Click here to read the full legislation

Employer Responsibility for Return to Work Overpayments to Retirees

Employer Responsibility for Return to Work Overpayments to Retirees

TSERS or LGERS may require an employing agency to pay all or part of a return-to-work overpayment assessed to a retiree if the actions by the employer are found to have caused the overpayment.

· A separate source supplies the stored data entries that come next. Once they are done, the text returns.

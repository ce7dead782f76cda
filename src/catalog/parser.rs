//! HTML extraction for catalog pages.

use scraper::{Html, Selector};

use crate::catalog::link::AssetLink;
use crate::error::{Error, Result};

/// Pagination footer, e.g. "Page 1 / 12".
const PAGING_SELECTOR: &str = r#"div[class^="style_pagingCarrier"]"#;

/// Icon images on collection and search pages.
const ASSET_SELECTOR: &str = r#"div[class^="style_NodeImage_"] img[itemprop="contentUrl"]"#;

/// Collection links on collections index pages.
const COLLECTION_SELECTOR: &str = r#"div[class^="style_Collection__"] a"#;

fn selector(css: &str) -> Result<Selector> {
    Selector::parse(css).map_err(|e| Error::Selector {
        selector: css.to_string(),
        message: e.to_string(),
    })
}

/// Total page count advertised by the pagination footer.
///
/// Takes the text after the last `/` that is followed by whitespace and reads its
/// leading integer. Returns `None` when the footer is missing or holds no number.
pub fn extract_page_count(html: &str) -> Result<Option<u32>> {
    let document = Html::parse_document(html);
    let paging = selector(PAGING_SELECTOR)?;

    let Some(footer) = document.select(&paging).next() else {
        return Ok(None);
    };
    let text: String = footer.text().collect();

    let remainder = text
        .match_indices('/')
        .rev()
        .find_map(|(i, _)| {
            let rest = &text[i + 1..];
            rest.starts_with(char::is_whitespace).then_some(rest)
        })
        .unwrap_or(&text);

    let digits: String = remainder
        .trim_start()
        .chars()
        .take_while(|c| c.is_ascii_digit())
        .collect();

    Ok(digits.parse().ok())
}

/// Asset links on a page, in document order. An empty result marks the end of results.
pub fn extract_asset_links(html: &str) -> Result<Vec<AssetLink>> {
    let document = Html::parse_document(html);
    let images = selector(ASSET_SELECTOR)?;

    Ok(document
        .select(&images)
        .filter_map(|img| img.value().attr("src"))
        .map(AssetLink::from)
        .collect())
}

/// Collection hrefs on a collections index page, in document order.
pub fn extract_collection_links(html: &str) -> Result<Vec<String>> {
    let document = Html::parse_document(html);
    let anchors = selector(COLLECTION_SELECTOR)?;

    Ok(document
        .select(&anchors)
        .filter_map(|a| a.value().attr("href"))
        .map(str::to_string)
        .collect())
}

Effective July 1, 2021, any or all of the following may apply:

  • Employer penalty of 10% of the compensation of the unreported re-employed beneficiary (minimum penalty of $25);
  • Employer to reimburse the Retirement System for any retirement allowance paid to the beneficiary during an unreported period when the allowance would have been suspended had the required report been received;
  • Employer to pay the amount the beneficiary would have been required to pay to the Retirement Systems had the required report been received.

 

Click here to read the full legislation

Confidentiality of Contribution-Based Benefit Cap (CBBC) Monthly Reporting to Employers

Confidentiality of Contribution-Based Benefit Cap (CBBC) Monthly Reporting to Employers

Effective June 26, 2020, the information contained in monthly reports (“watch reports”) provided to employers, indicating employees most likely to require additional employer contributions under the CBBC provisions should they elect to retire in the next 12 months, is not public record, and employers or former employers receiving this information should treat it as confidential.

 

Click here to read the full legislation

Electronic Notarizations

Electronic Notarizations

Effective June 26, 2020, the definition of “duly acknowledged” in the TSERS and LGERS statutes includes notarization, electronic notarization or verification through an identity authentication service.

The Retirement Systems Division is evaluating how processes may change in the future. But, as of now, requirements have not changed.

 

Click here to read the full legislation

TSERS Periodic Stress Testing

TSERS Periodic Stress Testing

Effective July 1, 2020, before undertaking a new five-year actuarial experience study, the TSERS Board of Trustees must report to the General Assembly and the Governor on the “stress-testing” of TSERS in various possible economic scenarios. The legislation outlines required elements of the report.